Французские сельские кладбища, однако, не слишком склоняют русскую душу к написанию элегий. Живописна в них единственно каменная ограда грубой кладки, по пояс высотою. Внутри же ограды слишком безрадостно. Плиты надгробий, роскошные и поскромнее, мрамор и гранит, над которым иногда вздымаются кресты. А иной раз – просто надпись, керамический портрет, а еще довольно кошмарные в рассуждении вкуса каменные безделушки, разложенные прямо на плите: «дорогому брату» (вокруг слов гирлянда), «нашему отцу» (в виде раскрытой книги)… Дорожки меж могилами посыпаны песком. Ни травинки, ни кустика роз, ни разросшихся ландышей, ни «сирени и березок», о которых писал юный Набоков в стихотворении «На сельском кладбище», на полновесную элегию, впрочем, не тянущем.

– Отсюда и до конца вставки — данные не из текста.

use axum::{
    extract::{Extension, Path, State},
    Json,
};

use crate::controllers::poll_controllers::models::VoteResponse;
use crate::models::vote_models::VoteDraft;
use crate::services::vote_service;
use crate::state::AppState;
use crate::utils::auth::AuthUser;
use crate::utils::error::AppResult;
use crate::utils::extract::ValidatedJson;

pub async fn cast_vote(
    Path(poll_id): Path<String>,
    State(state): State<AppState>,
    Extension(user): Extension<AuthUser>,
    ValidatedJson(payload): ValidatedJson<VoteDraft>,
) -> AppResult<Json<VoteResponse>> {
    let vote = vote_service::cast_vote(state.store.as_ref(), &poll_id, payload, user.id).await?;

    Ok(Json(vote.into()))
}
use dotenvy::dotenv;
use tokio::{net::TcpListener, signal};
use tracing::{error, info};
use tracing_subscriber::{fmt, EnvFilter};

use polling_app::{
    build_app,
    config::Config,
    db::{self, Datastore as _},
    state::AppState,
    utils::error::{AppError, AppResult},
};

#[tokio::main]
async fn main() {
    dotenv().ok();

    fmt()
        .with_env_filter(
            EnvFilter::try_from_default_env().unwrap_or_else(|_| EnvFilter::new("info,tower_http=info")),
        )
        .init();

    if let Err(e) = run().await {
        error!("Server error: {}", e);
        std::process::exit(1);
    }
}

async fn run() -> AppResult<()> {
    let config = Config::from_env()?;

    let store = db::connection::init_store(&config).await?;
    let addr = config.server_addr;
    let app_state = AppState::new(store.clone(), config);

    let app = build_app(app_state)?;

    let listener = TcpListener::bind(addr)
        .await
        .map_err(|e| AppError::InternalError(format!("Failed to bind to address {}: {}", addr, e)))?;

    info!("Server running at http://{}", addr);

    let served = axum::serve(listener, app)
        .with_graceful_shutdown(shutdown_signal())
        .await;

    store.shutdown().await;
    info!("Server shut down");

    served.map_err(|e| AppError::InternalError(e.to_string()))
}

async fn shutdown_signal() {
    let ctrl_c = async {
        if let Err(e) = signal::ctrl_c().await {
            error!("Failed to install Ctrl+C handler: {}", e);
            std::future::pending::<()>().await;
        }
        info!("Received Ctrl+C, shutting down");
    };

    #[cfg(unix)]
    let terminate = async {
        match signal::unix::signal(signal::unix::SignalKind::terminate()) {
            Ok(mut stream) => {
                stream.recv().await;
                info!("Received terminate signal, shutting down");
            }
            Err(e) => {
                error!("Failed to install signal handler: {}", e);
                std::future::pending::<()>().await;
            }
        }
    };

    #[cfg(not(unix))]
    let terminate = std::future::pending::<()>();

    tokio::select! {
        _ = ctrl_c => {},
        _ = terminate => {},
    }
}
pub mod poll_models;
pub mod user_models;
pub mod vote_models;
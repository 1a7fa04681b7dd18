use chrono::{DateTime, Utc};
use mongodb::bson::oid::ObjectId;
use serde::{Deserialize, Serialize};
use validator::Validate;

#[derive(Debug, Serialize, Deserialize, Clone)]
#[serde(rename_all = "camelCase")]
pub struct User {
    #[serde(rename = "_id")]
    pub id: ObjectId,
    pub email: String,
    pub password_hash: String,
    pub created_at: DateTime<Utc>,
}

#[derive(Debug, Serialize, Deserialize, Clone, Validate)]
pub struct Credentials {
    #[validate(email(message = "A valid email is required"))]
    pub email: String,
    #[validate(length(min = 6, max = 1000, message = "Password must be at least 6 characters"))]
    pub password: String,
}

/// Login input. Only presence is checked here so that every wrong
/// credential is answered the same way by the credential check.
#[derive(Debug, Serialize, Deserialize, Clone, Validate)]
pub struct LoginCredentials {
    #[validate(length(min = 1, message = "Email is required"))]
    pub email: String,
    #[validate(length(min = 1, message = "Password is required"))]
    pub password: String,
}

impl From<Credentials> for LoginCredentials {
    fn from(credentials: Credentials) -> Self {
        Self {
            email: credentials.email,
            password: credentials.password,
        }
    }
}
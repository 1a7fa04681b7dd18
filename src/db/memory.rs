use std::collections::HashMap;

use async_trait::async_trait;
use mongodb::bson::oid::ObjectId;
use tokio::sync::RwLock;

use crate::db::Datastore;
use crate::models::{
    poll_models::{ChoiceCount, Poll},
    user_models::User,
    vote_models::Vote,
};
use crate::utils::error::{AppError, AppResult};

#[derive(Default)]
pub struct MemoryStore {
    polls: RwLock<Vec<Poll>>,
    votes: RwLock<Vec<Vote>>,
    users: RwLock<Vec<User>>,
}

impl MemoryStore {
    pub fn new() -> Self {
        Self::default()
    }
}

#[async_trait]
impl Datastore for MemoryStore {
    async fn insert_poll(&self, poll: &Poll) -> AppResult<()> {
        self.polls.write().await.push(poll.clone());
        Ok(())
    }

    async fn find_polls(&self) -> AppResult<Vec<Poll>> {
        Ok(self.polls.read().await.clone())
    }

    async fn find_poll(&self, id: ObjectId) -> AppResult<Option<Poll>> {
        Ok(self
            .polls
            .read()
            .await
            .iter()
            .find(|poll| poll.id == id)
            .cloned())
    }

    async fn insert_vote(&self, vote: &Vote) -> AppResult<()> {
        self.votes.write().await.push(vote.clone());
        Ok(())
    }

    async fn count_votes_by_choice(&self, poll_id: ObjectId) -> AppResult<Vec<ChoiceCount>> {
        let votes = self.votes.read().await;

        let mut counts: HashMap<ObjectId, i64> = HashMap::new();
        for vote in votes.iter().filter(|vote| vote.poll == poll_id) {
            *counts.entry(vote.selection).or_default() += 1;
        }

        Ok(counts
            .into_iter()
            .map(|(choice_id, count)| ChoiceCount { choice_id, count })
            .collect())
    }

    async fn insert_user(&self, user: &User) -> AppResult<()> {
        let mut users = self.users.write().await;
        if users.iter().any(|existing| existing.email == user.email) {
            return Err(AppError::Conflict(
                "An account with this email already exists".to_string(),
            ));
        }
        users.push(user.clone());
        Ok(())
    }

    async fn find_user_by_email(&self, email: &str) -> AppResult<Option<User>> {
        Ok(self
            .users
            .read()
            .await
            .iter()
            .find(|user| user.email == email)
            .cloned())
    }
}
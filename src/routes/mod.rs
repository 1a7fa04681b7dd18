pub mod poll_routes;
pub mod user_routes;
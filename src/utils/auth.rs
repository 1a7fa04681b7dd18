use axum::http::{header::AUTHORIZATION, Request};
use mongodb::bson::oid::ObjectId;

use crate::utils::error::{AppError, AppResult};
use crate::utils::session;

/// Identity of the caller on a protected route, resolved from the bearer token.
#[derive(Debug, Clone, Copy, PartialEq, Eq)]
pub struct AuthUser {
    pub id: ObjectId,
}

pub fn extract_user_from_request<T>(request: &Request<T>, secret: &str) -> AppResult<AuthUser> {
    let header = request
        .headers()
        .get(AUTHORIZATION)
        .ok_or_else(|| AppError::AuthenticationError("Missing bearer token".to_string()))?;

    let header = header
        .to_str()
        .map_err(|_| AppError::AuthenticationError("Malformed authorization header".to_string()))?;

    let token = session::bearer_token(header)
        .ok_or_else(|| AppError::AuthenticationError("Malformed authorization header".to_string()))?;

    let claims = session::verify_token(token, secret)?;

    let id = ObjectId::parse_str(&claims.sub)
        .map_err(|_| AppError::AuthenticationError("Invalid or expired token".to_string()))?;

    Ok(AuthUser { id })
}
use chrono::{DateTime, Utc};
use mongodb::bson::oid::ObjectId;
use serde::{Deserialize, Serialize};
use validator::Validate;

#[derive(Debug, Serialize, Deserialize, Clone, PartialEq)]
#[serde(rename_all = "camelCase")]
pub struct Vote {
    #[serde(rename = "_id")]
    pub id: ObjectId,
    pub poll: ObjectId,
    pub selection: ObjectId,
    pub voter: ObjectId,
    pub created_at: DateTime<Utc>,
}

#[derive(Debug, Serialize, Deserialize, Clone, Default, Validate)]
pub struct VoteDraft {
    /// Optional echo of the poll id; when present it must match the path.
    #[serde(default, skip_serializing_if = "Option::is_none")]
    pub poll: Option<String>,
    #[validate(length(min = 1, message = "A selection is required"))]
    pub selection: String,
}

Прозрачны и влажны зеленые тени.
Кузнечики тикают. Шепчут кусты,
И бледные крестики тихой сирени
Кропят на могилах сырые кресты.
Скромненько. Никакой философии в духе нелюбезного Владимиру Набокову Василия Жуковского. Ни тебе «гробожителя-червя», гнездящегося в пустой главе, что была рождена для короны либо высокого полета мысли, но волею судеб упокоилась в безвестности, ни, с другой стороны, дельного замечания о том, что какая мертвому разница, в почете ли лежать: никакие почести не возродят нас из остывшего пепла. Постойте, Василий Андреич! Какой такой «пепел»? О чем вы?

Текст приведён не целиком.